Checking a List for a Sequence

Question

I am wanting to check if a list has a specific sequence of elements. I have sorted the list which contains 7 elements, I now want to check of the first 4 are the same as each other and the last 3 are the same as each other.

For what I want to achieve to be True the list would be like this:

list = ['1','1','1','1','2','2','2'] 

I hope this makes what I want to achieve clearer.

Answer 1

You can slice a list. Take the first four elements:

>>> L = ['1','1','1','1','2','2','2'] 
>>> L[:4]
['1', '1', '1', '1']

and the last three:

>>> L[-3:]
['2', '2', '2']

A set does not allow duplicates. Therefore:

 >>> set(L[:4])
 {1}

That means if he length of this set is 1, all elements in the sliced list are the same.

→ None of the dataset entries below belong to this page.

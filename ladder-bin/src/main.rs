mod config;
mod dry_run;
mod logging;
mod stdio;

use crate::config::{AmountCoinConfig, Config};
use crate::dry_run::DryRunAdapter;
use crate::stdio::{StdinCommandSource, StdoutSink};
use clap::Parser;
use ladder_engine::{
    AmountCoin, CommandDispatcher, EngineState, InMemoryOrderStore, LadderConfig, Scheduler,
    SchedulerIntervals, SinkList, StaticRatesOracle, TradeParams,
};
use ladder_execution::{AdapterCapabilities, ExchangeAdapter, MockAdapter};
use std::collections::HashMap;
use std::path::PathBuf;
use std::sync::Arc;
use tracing::{error, info};

/// Ladder/grid market-making bot. Connects one `ExchangeAdapter` to one pair, holds
/// a layered ladder of limit orders around a moving mid price, and accepts operator commands.
#[derive(Debug, Parser)]
#[command(name = "ladderbot", version, about)]
struct Cli {
    /// Path to the `config.toml` describing the venue, pair, and ladder defaults.
    #[arg(long, default_value = "config.toml")]
    config: PathBuf,

    /// Switch the log formatter to JSON (for log-shipping in production).
    #[arg(long)]
    json_logs: bool,

    /// Wire everything up and log every command/tick without ever calling the adapter's mutating
    /// methods (`place_order`/`cancel_order`/`cancel_all`). Read-only calls still run normally.
    #[arg(long)]
    dry_run: bool,
}

#[tokio::main]
async fn main() {
    let cli = Cli::parse();

    if cli.json_logs {
        logging::init_json_logging();
    } else {
        logging::init_logging();
    }

    let config = match Config::load(&cli.config) {
        Ok(config) => config,
        Err(error) => {
            eprintln!("config error: {error}");
            std::process::exit(1);
        }
    };

    let pair = config.pair().expect("validated by Config::load");

    if config.venue != "mock" {
        eprintln!(
            "config error: unregistered venue {:?} (this build ships only the \"mock\" reference adapter; a real venue plugs in via RestAdapterDialect)",
            config.venue
        );
        std::process::exit(1);
    }

    let mock = build_mock_adapter(&pair);
    let adapter: Arc<dyn ExchangeAdapter> = if cli.dry_run {
        Arc::new(DryRunAdapter::new(mock))
    } else {
        Arc::new(mock)
    };

    // An auth failure on the very first call is treated as irrecoverable at startup; later,
    // mid-run auth failures instead stop the trading loops but keep the dispatcher alive, which
    // the scheduler's tick handlers already implement by logging and returning early.
    let markets: HashMap<_, _> = match adapter.markets().await {
        Ok(markets) => markets.into_iter().collect(),
        Err(error) if matches!(error, ladder_execution::AdapterError::Auth(_)) => {
            error!(%error, "adapter refused authentication on startup");
            std::process::exit(2);
        }
        Err(error) => {
            error!(%error, "failed to fetch markets on startup");
            std::process::exit(1);
        }
    };

    let ladder = LadderConfig::new(
        config.ladder.amount,
        match config.ladder.amount_coin {
            AmountCoinConfig::Quote => AmountCoin::Quote,
            AmountCoinConfig::Base => AmountCoin::Base,
        },
        config.ladder.count_per_side,
        config.ladder.step_percent,
    );
    let trade_params = HashMap::from([(pair.clone(), TradeParams::new(ladder))]);

    let state = Arc::new(EngineState::new(markets, trade_params));
    let store = Arc::new(InMemoryOrderStore::new());
    let rates = Arc::new(StaticRatesOracle::new());

    let mut sinks = SinkList::new();
    sinks.push(Box::new(StdoutSink));
    let sinks = Arc::new(sinks);

    let dispatcher = Arc::new(CommandDispatcher {
        store: store.clone(),
        adapter: adapter.clone(),
        rates,
        state: state.clone(),
        default_pair: pair.clone(),
        amount_to_confirm_usd: config.amount_to_confirm_usd,
    });

    let intervals = SchedulerIntervals {
        ladder_tick: config.intervals.ladder_tick(),
        reconcile_tick: config.intervals.reconcile_tick(),
        market_cache_refresh: config.intervals.market_cache_refresh(),
        call_timeout: config.intervals.call_timeout(),
    };

    let scheduler = Scheduler::new(store, state, adapter, sinks, pair, intervals);
    let (shutdown_tx, shutdown_rx) = ladder_engine::scheduler::shutdown_channel();

    // `watch::Sender::send` is synchronous, so the ctrlc handler thread can signal shutdown
    // directly without needing a handle into the tokio runtime.
    if let Err(error) = ctrlc::set_handler(move || {
        info!("shutdown signal received");
        let _ = shutdown_tx.send(true);
    }) {
        error!(%error, "failed to install signal handler, shutdown must be forced");
    }

    info!(venue = %config.venue, %pair, dry_run = cli.dry_run, "ladderbot starting");

    scheduler
        .run(dispatcher, Box::new(StdinCommandSource::new()), shutdown_rx)
        .await;

    info!("ladderbot shut down cleanly");
}

/// Seeds a [`MockAdapter`] with the configured pair so the reference binary is runnable
/// out of the box.
fn build_mock_adapter(pair: &ladder_instrument::Pair) -> MockAdapter {
    use ladder_execution::models::Ticker;
    use ladder_instrument::{MarketStatus, PairSpec};
    use rust_decimal_macros::dec;

    let adapter = MockAdapter::new(AdapterCapabilities::full());
    adapter.set_market(
        pair.clone(),
        PairSpec::new(8, 8, dec!(0.00000001), dec!(0.0001), dec!(1), dec!(10), MarketStatus::Online),
    );
    adapter.set_ticker(
        pair.clone(),
        Ticker::new(dec!(1), dec!(1.01), dec!(1), dec!(1.02), dec!(0.98), dec!(0), dec!(0)),
    );
    adapter
}
use crate::order::{LadderState, Purpose};
use crate::store::{InMemoryOrderStore, OrderFilter};
use chrono::Utc;
use ladder_execution::adapter::ExchangeAdapter;
use ladder_execution::error::AdapterError;
use ladder_execution::models::VenueOrderStatus;
use ladder_instrument::Pair;
use parking_lot::Mutex;
use std::collections::HashMap;
use std::time::{Duration, Instant};
use tracing::{debug, info, warn};

const PENDING_GRACE_PERIOD: Duration = Duration::from_secs(60);

/// A venue order observed with no matching local record. Exposed in stats; never cancelled except by an explicit `/clear unk` command.
#[derive(Debug, Clone, PartialEq)]
pub struct UnknownOrder {
    pub venue_id: String,
    pub pair: Pair,
    pub side: ladder_instrument::Side,
    pub price: rust_decimal::Decimal,
    pub amount: rust_decimal::Decimal,
}

/// Result of one reconciliation pass, surfaced to the dispatcher for `/stats`.
#[derive(Debug, Clone, Default, PartialEq)]
pub struct ReconcileReport {
    pub filled: u32,
    pub cancelled: u32,
    pub still_unknown: u32,
    pub garbage_collected: u32,
    pub unknown_orders: Vec<UnknownOrder>,
    pub skipped_temporary: bool,
}

/// Tracks consecutive `unknown` responses per venue id so a single transient misread doesn't
/// cancel a local record.
#[derive(Debug, Default)]
struct UnknownTracker {
    last_seen_unknown_at: HashMap<String, Instant>,
}

/// Maintains consistency between [`InMemoryOrderStore`] and the venue.
pub struct Reconciler<'a> {
    store: &'a InMemoryOrderStore,
    unknown_tracker: Mutex<UnknownTracker>,
}

impl<'a> Reconciler<'a> {
    pub fn new(store: &'a InMemoryOrderStore) -> Self {
        Self {
            store,
            unknown_tracker: Mutex::new(UnknownTracker::default()),
        }
    }

    /// Runs one reconciliation pass for `pair`.
    pub async fn reconcile(&self, adapter: &dyn ExchangeAdapter, pair: &Pair) -> ReconcileReport {
        let mut report = ReconcileReport::default();

        let venue_orders = match adapter.open_orders(pair).await {
            Ok(orders) => orders,
            Err(error) if error.is_temporary() => {
                debug!(%pair, %error, "reconcile: open_orders temporary failure, skipping tick");
                report.skipped_temporary = true;
                return report;
            }
            Err(error) => {
                warn!(%pair, %error, "reconcile: open_orders failed");
                report.skipped_temporary = true;
                return report;
            }
        };

        let venue_ids: std::collections::HashSet<&str> = venue_orders
            .iter()
            .map(|order| order.venue_id.as_str())
            .collect();

        let local_placed = self.store.placed_with_venue_id(pair);

        // step 3: local `placed` orders missing from the venue listing.
        for local in &local_placed {
            let Some(venue_id) = local.venue_id.as_deref() else {
                continue;
            };
            if venue_ids.contains(venue_id) {
                continue;
            }

            match adapter.get_order(venue_id, pair).await {
                Ok(venue_order) => {
                    self.clear_unknown_marker(venue_id);
                    match venue_order.status {
                        VenueOrderStatus::Filled => {
                            let id = local.id;
                            let _ = self.store.update(id, |order| {
                                order.ladder_state = LadderState::Filled;
                                order.amount_executed = venue_order.amount_executed;
                                order.volume_executed = venue_order.volume_executed;
                            });
                            report.filled += 1;
                        }
                        VenueOrderStatus::Cancelled => {
                            let id = local.id;
                            let _ = self.store.update(id, |order| {
                                order.ladder_state = LadderState::Cancelled;
                            });
                            report.cancelled += 1;
                        }
                        VenueOrderStatus::Unknown => {
                            self.handle_unknown(local, &mut report);
                        }
                        VenueOrderStatus::New | VenueOrderStatus::PartFilled => {
                            // venue still sees it open; listing was momentarily stale, leave as-is.
                        }
                    }
                }
                Err(AdapterError::Inconsistency(_)) => {
                    self.handle_unknown(local, &mut report);
                }
                Err(error) if error.is_temporary() => {
                    debug!(venue_id, %error, "reconcile: get_order temporary failure");
                }
                Err(error) => {
                    warn!(venue_id, %error, "reconcile: get_order failed");
                }
            }
        }

        // step 4: venue orders with no matching local record.
        let local_venue_ids: std::collections::HashSet<&str> = local_placed
            .iter()
            .filter_map(|order| order.venue_id.as_deref())
            .collect();

        for venue_order in &venue_orders {
            if local_venue_ids.contains(venue_order.venue_id.as_str()) {
                continue;
            }
            report.unknown_orders.push(UnknownOrder {
                venue_id: venue_order.venue_id.clone(),
                pair: venue_order.pair.clone(),
                side: venue_order.side,
                price: venue_order.price,
                amount: venue_order.amount,
            });
        }

        // step 5: partial fills on orders present both locally and on the venue.
        for venue_order in &venue_orders {
            if venue_order.status != VenueOrderStatus::PartFilled {
                continue;
            }
            if let Some(local) = local_placed
                .iter()
                .find(|order| order.venue_id.as_deref() == Some(venue_order.venue_id.as_str()))
            {
                let id = local.id;
                let _ = self.store.update(id, |order| {
                    order.amount_executed = venue_order.amount_executed;
                    order.volume_executed = venue_order.volume_executed;
                });
            }
        }

        report.garbage_collected = self.garbage_collect_stale_pending(pair);

        info!(
            %pair,
            filled = report.filled,
            cancelled = report.cancelled,
            unknown = report.unknown_orders.len(),
            gc = report.garbage_collected,
            "reconciliation pass complete"
        );

        report
    }

    fn handle_unknown(&self, local: &crate::order::Order, report: &mut ReconcileReport) {
        let Some(venue_id) = local.venue_id.clone() else {
            return;
        };

        let mut tracker = self.unknown_tracker.lock();
        let now = Instant::now();
        // A previous entry means this venue id was already seen `unknown` on an earlier tick;
        // two consecutive sightings separated by at least one tick boundary confirm cancellation.
        let confirmed = tracker.last_seen_unknown_at.contains_key(&venue_id);

        if confirmed {
            tracker.last_seen_unknown_at.remove(&venue_id);
            drop(tracker);
            let id = local.id;
            let _ = self
                .store
                .update(id, |order| order.ladder_state = LadderState::Cancelled);
            report.cancelled += 1;
        } else {
            tracker.last_seen_unknown_at.insert(venue_id, now);
            report.still_unknown += 1;
        }
    }

    fn clear_unknown_marker(&self, venue_id: &str) {
        self.unknown_tracker
            .lock()
            .last_seen_unknown_at
            .remove(venue_id);
    }

    /// `pending` orders older than the grace period without a `venue_id` are garbage-collected
    /// to `not-placed`.
    fn garbage_collect_stale_pending(&self, pair: &Pair) -> u32 {
        let mut collected = 0;
        let stale = self.store.find(
            &OrderFilter::default()
                .pair(pair.clone())
                .ladder_state(LadderState::Pending),
        );

        for order in stale {
            if order.venue_id.is_some() {
                continue;
            }
            if order.created_monotonic.elapsed() < PENDING_GRACE_PERIOD {
                continue;
            }

            let id = order.id;
            let _ = self.store.update(id, |order| {
                order.ladder_state = LadderState::NotPlaced;
                order.ladder_not_placed_reason = Some("placement lost".to_string());
            });
            collected += 1;
        }

        collected
    }

    /// Returns `true` if `purpose` orders currently tracked for `pair` are all terminal —
    /// used by the ladder tick after a `reinit_requested` cancel sweep to know when it is safe
    /// to clear the flag.
    pub fn all_terminal(&self, pair: &Pair, purpose: Purpose) -> bool {
        self.store
            .find(&OrderFilter::default().pair(pair.clone()).purpose(purpose))
            .iter()
            .all(|order| order.is_terminal())
    }
}

#[cfg(test)]
mod tests {
    use super::*;
    use crate::order::Order;
    use ladder_execution::mock::MockAdapter;
    use ladder_execution::AdapterCapabilities;
    use ladder_instrument::{MarketStatus, OrderType, PairSpec, Side};
    use rust_decimal_macros::dec;

    fn pair() -> Pair {
        Pair::new("ADM", "USDT")
    }

    fn spec() -> PairSpec {
        PairSpec::new(8, 8, dec!(0.01), dec!(0.0001), dec!(1), dec!(10), MarketStatus::Online)
    }

    #[tokio::test]
    async fn marks_filled_order_after_venue_confirms() {
        let store = InMemoryOrderStore::new();
        let adapter = MockAdapter::new(AdapterCapabilities::full());
        adapter.set_market(pair(), spec());

        let ack = adapter
            .place_order(&pair(), Side::Buy, OrderType::Limit, Some(dec!(1)), Some(dec!(20)), None)
            .await
            .unwrap();
        let venue_id = ack.venue_id.unwrap();

        let mut order = Order::new_pending(
            store.next_id(),
            pair(),
            Side::Buy,
            OrderType::Limit,
            dec!(1),
            dec!(20),
            dec!(20),
            Purpose::Ladder,
            Some(-1),
            Utc::now(),
        );
        order.venue_id = Some(venue_id.clone());
        order.ladder_state = LadderState::Placed;
        store.insert(order).unwrap();

        // cancel directly on the venue so it drops out of open_orders, simulating a fill
        adapter.fill_order(&venue_id);
        adapter.cancel_order(&venue_id, &pair(), None).await.ok();

        let reconciler = Reconciler::new(&store);
        let report = reconciler.reconcile(&adapter, &pair()).await;

        assert_eq!(report.filled, 1);
    }

    #[tokio::test]
    async fn skips_tick_on_temporary_failure() {
        let store = InMemoryOrderStore::new();
        let adapter = MockAdapter::new(AdapterCapabilities::full());
        adapter.set_market(pair(), spec());
        adapter.set_market_offline(true);

        let reconciler = Reconciler::new(&store);
        let report = reconciler.reconcile(&adapter, &pair()).await;

        assert!(report.skipped_temporary);
        assert_eq!(report.filled, 0);
        assert_eq!(report.cancelled, 0);
    }
}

Putting this all together:

>>> len(set(L[:4])) == 1 and len(set(L[-3:])) == 1
True

shows you that your condition is met.

Answer 2

This should work, just pass each of your sublists into the function:

def all_same(items):
    return all(x == items[0] for x in items)

The above was from the following post: Python: determine if all items of a list are the same item

Answer 3

If you want to check if list contains 3 items of one element, and 4 items of another, you can omit sorting by using collections.Counter:

content = Counter(['1', '2', '2', '1', '1', '2', '1']).most_common()
print(content) # => [('1', 4), ('2', 3)]

if len(content) == 2 and content[0][1] == 4 and content[1][1] == 3 or
   len(content) == 1 and content[0][1] == 7:
    pass # Your list have desired structure